When the retinal thicknesses of the ETDRS macular sectors were analyzed horizontally across the fovea, namely the outer nasal, inner nasal, foveal, inner temporal, and outer temporal sectors, the preoperative retinal thickness profile was comparable among the groups, showing the greatest thickness in the foveal sector and a gradual decrease toward the outer sectors (Fig. 3). Postoperatively, the retinal thickness at the foveal sector, namely the CMT, was significantly lower in group 3 than in the other groups at 3, 6, and 12 months (p = 0.006, 0.012, and 0.001, respectively). Group 3 showed a tendency towards postoperative restoration of foveal depression on average, showing that the foveal sector was thinner than the inner nasal and inner temporal sectors. In contrast, the other groups showed different patterns, with the greatest thickness in the inner nasal or foveal sector. There was no significant difference in retinal thickness in the inner and outer nasal sectors among the groups; however, the inner and outer temporal sectors in groups 1 and 2 were significantly thinner than those in group 3 at 12 months after surgery (p < 0.001 for both). The decrease in postoperative retinal thickness at 12 months was greatest in the foveal sector in group 3, whereas groups 1 and 2 showed the greatest decrease in the inner temporal sector. The decrease in the foveal sector in group 3 was significantly greater than that in groups 1 and 2, but the opposite was observed in the outer sectors and inner temporal sector. When the thickness profile at the horizontal ETDRS sectors was analyzed only for eyes without ERM recurrence, the foveal sector retinal thickness in group 3 was also significantly lower than that in the other groups at 3, 6, and 12 months after surgery (p = 0.002, 0.001, and < 0.001, respectively), and the outer temporal sector retinal thickness in groups 1 and 2 was significantly lower than that in group 3 at 12 months after surgery (p = 0.008).

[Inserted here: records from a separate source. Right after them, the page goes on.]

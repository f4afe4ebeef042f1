//! Frame Surface Manager for RegionCast
//!
//! Owns the D3D11 device, the off-desktop output window, the swapchain and
//! the keyed-mutex shared surface an external producer writes frames into.

pub mod device;
pub mod manager;
pub mod pipeline;
pub mod surface;
pub mod target;
pub mod window;

pub use manager::OutputManager;
pub use surface::SharedSurface;

use common::sync::LockError;
use thiserror::Error;

#[derive(Error, Debug)]
pub enum OutputError {
    #[error("Windows API error: {0}")]
    Windows(#[from] windows::core::Error),

    #[error("no compatible graphics device found")]
    NoDevice,

    #[error("shader compilation failed: {0}")]
    Shader(String),

    #[error("shared surface allocation failed at {width}x{height}; the selected area may be too big")]
    SurfaceTooLarge { width: u32, height: u32 },

    #[error("no shared surface to render")]
    NoSurface,

    #[error("shared surface lock timed out after {attempts} attempts")]
    SyncTimeout { attempts: u32 },
}

impl From<LockError<OutputError>> for OutputError {
    fn from(err: LockError<OutputError>) -> Self {
        match err {
            LockError::Timeout { attempts } => OutputError::SyncTimeout { attempts },
            LockError::Lock(e) => e,
        }
    }
}

pub type OutputResult<T> = Result<T, OutputError>;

Retinal thicknesses of ETDRS macular sectors horizontally across the fovea. (a-e) Pre- and postoperative thickness profile of all patients. Changes in retinal thickness during the 12 months are shown in e. (f-j) Pre- and postoperative thickness profile of eyes without epiretinal membrane recurrence. Changes in retinal thickness during the 12 months are shown in j. Black hashes indicate significant differences among the three groups (p < 0.05). Error bar indicates standard deviation.ON outer nasal sector, IN inner nasal sector, F foveal sector, IT inner temporal sector, OT outer temporal sector.
The thickness profiles of the vertical ETDRS sectors across the fovea, namely the outer superior, inner superior, foveal, inner inferior, and outer inferior sectors, were also evaluated. The retinal thicknesses at the outer superior, inner superior, and inner inferior sectors in groups 1 and 2 were significantly lower than those in group 3 at 12 months after surgery (p < 0.001, = 0.012, and 0.004, respectively). When the thickness profile at the vertical ETDRS sectors was analyzed only for eyes without ERM recurrence, the retinal thickness at the outer superior sector in groups 1 and 2 was significantly lower than that in group 3 at 12 months after surgery (p = 0.003) (Supplementary Fig. S1 online). The decrease in postoperative retinal thickness at 12 months in groups 1 and 2 was significantly greater than that in group 3 in the outer sectors.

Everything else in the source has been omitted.